The examples in Figures PGAPack Maxbit Example in C with I/O (C) and PGAPack Maxbit Example in Fortran with I/O (Fortran) read values for the two parameters len (string length) and maxiter (maximum number of GA iterations) from standard input. These examples will work correctly with either a sequential or parallel version of PGAPack. However, the explicit use of MPI calls for I/O is necessary only if a parallel version of PGAPack is used, and parameter values are read from standard input. The purpose is to be sure that each process receives a copy of the input values. See Appendix Parallelism Background for further details.

MPI_Init(&argc, &argv) is always the first function called in any MPI program. Each process executes MPI_Comm_rank(MPI_COMM_WORLD, &myid) to determine its unique rank in the communicator 2 MPI_COMM_WORLD. The logic used in this program is to have process 0 read and write from/to standard input/output and broadcast (using MPI_Bcast) the parameters to the other processes. The PGAPack function calls are similar to those in the previous examples. If the user called MPI_Init, the user must also call MPI_Finalize before exiting.
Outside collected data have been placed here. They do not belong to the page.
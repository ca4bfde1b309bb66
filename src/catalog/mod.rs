//! Vaccine catalog
//!
//! This module maps raw vaccine product labels, including the label variants
//! introduced by revisions of the source feed, to canonical manufacturer names,
//! and records which canonical products are given as a single-dose regimen.
//!
//! IMPORTANT: when a product is added, check whether it is a single-dose one.
//! If it is, it must be listed in `SINGLE_DOSE_VACCINES`, otherwise its
//! completions are undercounted in `total_vaccinations`.

use std::collections::BTreeSet;
use std::fmt;
use std::sync::LazyLock;

use rustc_hash::{FxHashMap, FxHashSet};

use crate::error::{Error, Result};

/// Raw product label to canonical manufacturer name
const VACCINE_MAPPING: &[(&str, &str)] = &[
    ("Comirnaty", "Pfizer/BioNTech"),
    ("Comirnaty 5-11", "Pfizer/BioNTech"),
    ("Comirnaty Original/Omicron BA.1", "Pfizer/BioNTech"),
    ("Comirnaty Original/Omicron BA.4/BA.5", "Pfizer/BioNTech"),
    ("COVID-19 Vaccine Moderna", "Moderna"),
    ("Spikevax", "Moderna"),
    ("Spikevax bivalent Original/Omicron BA.1", "Moderna"),
    ("COVID-19 Vaccine AstraZeneca", "Oxford/AstraZeneca"),
    ("VAXZEVRIA", "Oxford/AstraZeneca"),
    ("COVID-19 Vaccine Janssen", "Johnson&Johnson"),
    ("Jcovden", "Johnson&Johnson"),
    ("Nuvaxovid", "Novavax"),
];

/// Canonical names whose standard course is one dose
const SINGLE_DOSE_VACCINES: &[&str] = &["Johnson&Johnson"];

static DEFAULT_CATALOG: LazyLock<VaccineCatalog> =
    LazyLock::new(|| VaccineCatalog::new(VACCINE_MAPPING, SINGLE_DOSE_VACCINES));

/// Dosing regimen of a canonical vaccine
#[derive(Debug, Clone, Copy, PartialEq, Eq, Hash)]
pub enum RegimenKind {
    /// One dose completes the course; no second dose is ever recorded
    SingleDose,
    /// The course is completed by a second dose
    MultiDose,
}

impl RegimenKind {
    /// Get the display name for this regimen
    #[must_use]
    pub const fn display_name(self) -> &'static str {
        match self {
            Self::SingleDose => "single-dose",
            Self::MultiDose => "multi-dose",
        }
    }
}

impl fmt::Display for RegimenKind {
    fn fmt(&self, f: &mut fmt::Formatter<'_>) -> fmt::Result {
        write!(f, "{}", self.display_name())
    }
}

/// Closed mapping from raw product labels to canonical vaccine names
#[derive(Debug, Clone)]
pub struct VaccineCatalog {
    labels: FxHashMap<String, String>,
    single_dose: FxHashSet<String>,
}

impl VaccineCatalog {
    /// Build a catalog from `(raw label, canonical name)` pairs and the
    /// canonical names given as a single dose
    #[must_use]
    pub fn new(mapping: &[(&str, &str)], single_dose: &[&str]) -> Self {
        Self {
            labels: mapping
                .iter()
                .map(|(raw, canonical)| ((*raw).to_string(), (*canonical).to_string()))
                .collect(),
            single_dose: single_dose.iter().map(|name| (*name).to_string()).collect(),
        }
    }

    /// The catalog for the national vaccination feed
    #[must_use]
    pub fn czech() -> &'static Self {
        &DEFAULT_CATALOG
    }

    /// Canonical name for a raw label, if the label is known
    #[must_use]
    pub fn canonical_name(&self, label: &str) -> Option<&str> {
        self.labels.get(label).map(String::as_str)
    }

    /// Whether a raw label is part of the catalog
    #[must_use]
    pub fn is_known(&self, label: &str) -> bool {
        self.labels.contains_key(label)
    }

    /// Regimen of a canonical vaccine name
    #[must_use]
    pub fn regimen(&self, canonical: &str) -> RegimenKind {
        if self.single_dose.contains(canonical) {
            RegimenKind::SingleDose
        } else {
            RegimenKind::MultiDose
        }
    }

    /// Distinct canonical names, sorted
    #[must_use]
    pub fn canonical_names(&self) -> BTreeSet<&str> {
        self.labels.values().map(String::as_str).collect()
    }

    /// Fail with `UnknownVaccine` when any label is absent from the catalog
    pub fn check_labels<'a>(&self, labels: impl IntoIterator<Item = &'a str>) -> Result<()> {
        let unknown: BTreeSet<String> = labels
            .into_iter()
            .filter(|label| !self.is_known(label))
            .map(str::to_string)
            .collect();

        if unknown.is_empty() {
            Ok(())
        } else {
            Err(Error::UnknownVaccine { labels: unknown })
        }
    }
}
We elaborate here on the MPI_Bcast function because of its practical value in the model of parallel I/O shown. For more detailed discussion of MPI concepts and functions, the user should consult [MPI94], [GLS94] or a newer MPI reference [MPI21].

The C binding for MPI_Bcast is

int MPI_Bcast(void *buf, int count, MPI_Datatype datatype, int root, MPI_Comm comm)

and the Fortran binding

MPI_BCAST(buffer, count, datatype, root, comm, ierror)
<type> buffer(*)
integer count, datatype, root, comm, ierror

MPI_Bcast will result in every process in communicator comm receiving a copy of the contents of buf/buffer. The other parameters are the number of items (count), the datatype (datatype), which may be one of MPI_DOUBLE, MPI_INT, MPI_CHAR, MPI_UNSIGNED, or MPI_LONG; the rank of the process with the original copy (root); the MPI communicator (comm); and, for Fortran, a variable to handle an error return code (ierror).

PGAPack Maxbit Example in Fortran with I/O
      include 'pgapackf.h'
      include 'mpif.h'

      double precision evaluate
      external         evaluate

      integer(8) ctx
      integer myid, len, maxiter, ierror

      call MPI_Init(ierror)
      call MPI_Comm_rank(MPI_COMM_WORLD, myid, ierror)

      if (myid .eq. 0) then
         print *, 'String length?'
         read  *, len
         print *, 'Max iterations?'
         read  *, maxiter
      call MPI_Bcast(len,     1, MPI_INT, 0, MPI_COMM_WORLD, ierror)
      call MPI_Bcast(maxiter, 1, MPI_INT, 0, MPI_COMM_WORLD, ierror)

      call PGASetMaxGAIterValue(ctx, maxiter)
      call PGASetUp(ctx)
      call PGARun(ctx, evaluate)
      call PGADestroy(ctx)

      call MPI_Finalize(ierror)


Compiling, Linking, and Execution

When PGAPack was installed, the makefiles in the ./examples/c and ./examples/fortran directories were correctly configured for the machine PGAPack was installed on using the version of MPI specified (if any). To run your own programs, it is best to copy the appropriate makefile (C or Fortran) to your directory and modify it to use your source code files. The makefile will compile your source code files, link in the PGAPack library (and MPI library if a parallel version of PGAPack was built), and build your executable.

How you execute your program will depend on whether a sequential or parallel version of PGAPack was built, the MPI implementation used and the machine you are running on. If a sequential version of PGAPack was built (i.e., one where the user did not supply a version of MPI), the executable maxbit can be executed on a uniprocessor Unix system by typing maxbit. If the MPICH implementation of MPI was used, it may be executed (using four processes) by mpirun maxbit -np 4. Appendix Machine Idiosyncrasies contains some examples.


Since not all Fortran compilers support the -I mechanism for specifying the include file search path, you may need to copy or set up a symbolic link to pgapackf.h from the directory you are compiling a Fortran program in.